[Dataset entries]
<<<<

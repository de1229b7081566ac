//! Account route handlers: profile, fitness profile, addresses, payment methods
//! and notifications. Every route acts on the authenticated caller only.

use axum::{
    Json, Router,
    extract::{DefaultBodyLimit, Multipart, Path, Query, State},
    http::StatusCode,
    routing::{get, patch, post},
};
use serde::Deserialize;
use serde_json::{Value, json};
use tracing::{info, instrument};

use befit_core::fitness::with_recommended_plan;
use befit_core::{AddressId, NotificationId, PaymentMethodId};

use crate::db::{
    AddressRepository, FitnessProfileRepository, NotificationRepository, PaymentMethodRepository,
    UserRepository,
};
use crate::error::AppError;
use crate::middleware::RequireAuth;
use crate::models::{
    Address, AddressInput, FitnessProfile, FitnessProfileInput, Notification, PaymentMethod,
    PaymentMethodInput, User, UserUpdate,
};
use crate::routes::form::{MultipartForm, UPLOAD_BODY_LIMIT};
use crate::state::AppState;
use crate::storage::{ImageOwner, validate_image};
use crate::validation::{ValidationError, validate_address, validate_payment_method};

/// Build the account router.
pub fn router() -> Router<AppState> {
    Router::new()
        .route("/users/me", get(me).patch(update_me))
        .route(
            "/users/me/profile-image",
            post(upload_profile_image).layer(DefaultBodyLimit::max(UPLOAD_BODY_LIMIT)),
        )
        .route(
            "/users/me/fitness-profile",
            get(get_fitness_profile).put(put_fitness_profile),
        )
        .route("/addresses", get(list_addresses).post(create_address))
        .route(
            "/addresses/{id}",
            get(get_address).put(update_address).delete(delete_address),
        )
        .route("/addresses/{id}/default", patch(default_address))
        .route(
            "/payment-methods",
            get(list_payment_methods).post(create_payment_method),
        )
        .route(
            "/payment-methods/{id}",
            get(get_payment_method).delete(delete_payment_method),
        )
        .route("/payment-methods/{id}/default", patch(default_payment_method))
        .route("/notifications", get(list_notifications))
        .route("/notifications/{id}/read", patch(read_notification))
        .route("/notifications/read-all", patch(read_all_notifications))
}

#[derive(Debug, Default, Deserialize)]
pub struct NotificationQuery {
    #[serde(default)]
    pub unread_only: bool,
}

pub async fn me(RequireAuth(user): RequireAuth) -> Json<User> {
    Json(user)
}

#[instrument(skip(state, user, body), fields(user_id = %user.id))]
pub async fn update_me(
    State(state): State<AppState>,
    RequireAuth(user): RequireAuth,
    Json(body): Json<UserUpdate>,
) -> Result<Json<User>, AppError> {
    let body = UserUpdate {
        first_name: non_blank("first_name", body.first_name)?,
        last_name: non_blank("last_name", body.last_name)?,
        ..body
    };
    let updated = UserRepository::new(state.pool())
        .update_profile(user.id, &body)
        .await?;
    Ok(Json(updated))
}

/// Replace the profile picture. The previous object is removed after the new one
/// is stored.
#[instrument(skip(state, user, multipart), fields(user_id = %user.id))]
pub async fn upload_profile_image(
    State(state): State<AppState>,
    RequireAuth(mut user): RequireAuth,
    multipart: Multipart,
) -> Result<Json<User>, AppError> {
    let mut form = MultipartForm::read(multipart).await?;
    let bytes = form
        .take_file("image")
        .ok_or_else(|| ValidationError::new("image", "field required"))?;
    validate_image(&bytes)?;

    let url = state
        .storage()
        .upload_image(ImageOwner::Profile(user.id), bytes)
        .await?;
    let previous = UserRepository::new(state.pool())
        .set_profile_picture(user.id, &url)
        .await?;
    if let Some(old) = previous.filter(|old| *old != url) {
        state.storage().delete_by_url(&old).await;
    }

    info!("Profile image replaced");
    user.profile_picture = Some(url);
    Ok(Json(user))
}

pub async fn get_fitness_profile(
    State(state): State<AppState>,
    RequireAuth(user): RequireAuth,
) -> Result<Json<FitnessProfile>, AppError> {
    FitnessProfileRepository::new(state.pool())
        .get_for_user(user.id)
        .await?
        .map(Json)
        .ok_or_else(|| AppError::NotFound("Fitness profile not found".to_string()))
}

/// Create or replace the fitness profile and recompute the recommended plan.
#[instrument(skip(state, user, body), fields(user_id = %user.id))]
pub async fn put_fitness_profile(
    State(state): State<AppState>,
    RequireAuth(user): RequireAuth,
    Json(body): Json<FitnessProfileInput>,
) -> Result<Json<FitnessProfile>, AppError> {
    positive("weight", body.weight)?;
    positive("height", body.height)?;

    let attributes = with_recommended_plan(body.attributes.clone(), body.fitness_goal.as_deref());
    let profile = FitnessProfileRepository::new(state.pool())
        .upsert(user.id, &body, &attributes)
        .await?;
    Ok(Json(profile))
}

pub async fn list_addresses(
    State(state): State<AppState>,
    RequireAuth(user): RequireAuth,
) -> Result<Json<Vec<Address>>, AppError> {
    let addresses = AddressRepository::new(state.pool())
        .list_for_user(user.id)
        .await?;
    Ok(Json(addresses))
}

pub async fn get_address(
    State(state): State<AppState>,
    RequireAuth(user): RequireAuth,
    Path(id): Path<AddressId>,
) -> Result<Json<Address>, AppError> {
    AddressRepository::new(state.pool())
        .get(user.id, id)
        .await?
        .map(Json)
        .ok_or_else(address_not_found)
}

#[instrument(skip(state, user, body), fields(user_id = %user.id))]
pub async fn create_address(
    State(state): State<AppState>,
    RequireAuth(user): RequireAuth,
    Json(body): Json<AddressInput>,
) -> Result<(StatusCode, Json<Address>), AppError> {
    let input = validate_address(body)?;
    let address = AddressRepository::new(state.pool())
        .create(user.id, &input)
        .await?;
    Ok((StatusCode::CREATED, Json(address)))
}

#[instrument(skip(state, user, body), fields(user_id = %user.id))]
pub async fn update_address(
    State(state): State<AppState>,
    RequireAuth(user): RequireAuth,
    Path(id): Path<AddressId>,
    Json(body): Json<AddressInput>,
) -> Result<Json<Address>, AppError> {
    let input = validate_address(body)?;
    let address = AddressRepository::new(state.pool())
        .update(user.id, id, &input)
        .await
        .map_err(owned_not_found(address_not_found))?;
    Ok(Json(address))
}

pub async fn default_address(
    State(state): State<AppState>,
    RequireAuth(user): RequireAuth,
    Path(id): Path<AddressId>,
) -> Result<Json<Address>, AppError> {
    let address = AddressRepository::new(state.pool())
        .set_default(user.id, id)
        .await
        .map_err(owned_not_found(address_not_found))?;
    Ok(Json(address))
}

pub async fn delete_address(
    State(state): State<AppState>,
    RequireAuth(user): RequireAuth,
    Path(id): Path<AddressId>,
) -> Result<StatusCode, AppError> {
    AddressRepository::new(state.pool())
        .delete(user.id, id)
        .await
        .map_err(owned_not_found(address_not_found))?;
    Ok(StatusCode::NO_CONTENT)
}

pub async fn list_payment_methods(
    State(state): State<AppState>,
    RequireAuth(user): RequireAuth,
) -> Result<Json<Vec<PaymentMethod>>, AppError> {
    let methods = PaymentMethodRepository::new(state.pool())
        .list_for_user(user.id)
        .await?;
    Ok(Json(methods))
}

pub async fn get_payment_method(
    State(state): State<AppState>,
    RequireAuth(user): RequireAuth,
    Path(id): Path<PaymentMethodId>,
) -> Result<Json<PaymentMethod>, AppError> {
    PaymentMethodRepository::new(state.pool())
        .get(user.id, id)
        .await?
        .map(Json)
        .ok_or_else(payment_method_not_found)
}

/// Save a tokenized method. Card data never reaches this service; the client
/// sends the gateway token and its display fields.
#[instrument(skip(state, user, body), fields(user_id = %user.id, payment_type = ?body.payment_type))]
pub async fn create_payment_method(
    State(state): State<AppState>,
    RequireAuth(user): RequireAuth,
    Json(body): Json<PaymentMethodInput>,
) -> Result<(StatusCode, Json<PaymentMethod>), AppError> {
    validate_payment_method(&body)?;
    let method = PaymentMethodRepository::new(state.pool())
        .create(user.id, &body)
        .await?;
    Ok((StatusCode::CREATED, Json(method)))
}

pub async fn default_payment_method(
    State(state): State<AppState>,
    RequireAuth(user): RequireAuth,
    Path(id): Path<PaymentMethodId>,
) -> Result<Json<PaymentMethod>, AppError> {
    let method = PaymentMethodRepository::new(state.pool())
        .set_default(user.id, id)
        .await
        .map_err(owned_not_found(payment_method_not_found))?;
    Ok(Json(method))
}

/// Delete a method. Refused with 409 while a live subscription bills it.
pub async fn delete_payment_method(
    State(state): State<AppState>,
    RequireAuth(user): RequireAuth,
    Path(id): Path<PaymentMethodId>,
) -> Result<StatusCode, AppError> {
    PaymentMethodRepository::new(state.pool())
        .delete(user.id, id)
        .await
        .map_err(owned_not_found(payment_method_not_found))?;
    Ok(StatusCode::NO_CONTENT)
}

pub async fn list_notifications(
    State(state): State<AppState>,
    RequireAuth(user): RequireAuth,
    Query(query): Query<NotificationQuery>,
) -> Result<Json<Vec<Notification>>, AppError> {
    let notifications = NotificationRepository::new(state.pool())
        .list_for_user(user.id, query.unread_only)
        .await?;
    Ok(Json(notifications))
}

pub async fn read_notification(
    State(state): State<AppState>,
    RequireAuth(user): RequireAuth,
    Path(id): Path<NotificationId>,
) -> Result<Json<Notification>, AppError> {
    let notification = NotificationRepository::new(state.pool())
        .mark_read(user.id, id)
        .await
        .map_err(owned_not_found(|| {
            AppError::NotFound("Notification not found".to_string())
        }))?;
    Ok(Json(notification))
}

pub async fn read_all_notifications(
    State(state): State<AppState>,
    RequireAuth(user): RequireAuth,
) -> Result<Json<Value>, AppError> {
    let updated = NotificationRepository::new(state.pool())
        .mark_all_read(user.id)
        .await?;
    Ok(Json(json!({ "updated": updated })))
}

fn address_not_found() -> AppError {
    AppError::NotFound("Address not found".to_string())
}

fn payment_method_not_found() -> AppError {
    AppError::NotFound("Payment method not found".to_string())
}

/// Replace the generic repository 404 with a resource-specific one.
fn owned_not_found(
    not_found: impl FnOnce() -> AppError,
) -> impl FnOnce(crate::db::RepositoryError) -> AppError {
    move |err| match err {
        crate::db::RepositoryError::NotFound => not_found(),
        other => AppError::Database(other),
    }
}

fn non_blank(
    field: &'static str,
    value: Option<String>,
) -> Result<Option<String>, ValidationError> {
    match value.map(|v| v.trim().to_string()) {
        Some(v) if v.is_empty() => Err(ValidationError::new(field, "must not be blank")),
        other => Ok(other),
    }
}

fn positive(field: &'static str, value: Option<f64>) -> Result<(), ValidationError> {
    match value {
        Some(v) if !(v.is_finite() && v > 0.0) => {
            Err(ValidationError::new(field, "must be a positive number"))
        }
        _ => Ok(()),
    }
}

#[cfg(test)]
#[allow(clippy::unwrap_used)]
mod tests {
    use super::*;

    #[test]
    fn test_non_blank_trims_and_rejects_empty() {
        assert_eq!(
            non_blank("first_name", Some("  Ana ".to_string())).unwrap(),
            Some("Ana".to_string())
        );
        assert_eq!(non_blank("first_name", None).unwrap(), None);
        let err = non_blank("last_name", Some("   ".to_string())).unwrap_err();
        assert_eq!(err.field, "last_name");
    }

    #[test]
    fn test_positive_measurements() {
        assert!(positive("weight", Some(72.5)).is_ok());
        assert!(positive("weight", None).is_ok());
        assert!(positive("height", Some(0.0)).is_err());
        assert!(positive("height", Some(f64::NAN)).is_err());
    }

    #[test]
    fn test_owned_not_found_keeps_other_errors() {
        let err = owned_not_found(address_not_found)(crate::db::RepositoryError::NotFound);
        assert_eq!(err.to_string(), "Address not found");

        let err = owned_not_found(address_not_found)(crate::db::RepositoryError::Conflict(
            "in use".to_string(),
        ));
        assert_eq!(err.status(), StatusCode::CONFLICT);
    }
}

>>>>

_Exercise aim:_ Reproduce only the lines above, starting at the line with "-> Result<Json<Value>, AppError>" and ending at the line with "fn payment_method_not_found() ->", exactly as written.

_Output below:_
) -> Result<Json<Value>, AppError> {
    let updated = NotificationRepository::new(state.pool())
        .mark_all_read(user.id)
        .await?;
    Ok(Json(json!({ "updated": updated })))
}

fn address_not_found() -> AppError {
    AppError::NotFound("Address not found".to_string())
}

fn payment_method_not_found() -> AppError {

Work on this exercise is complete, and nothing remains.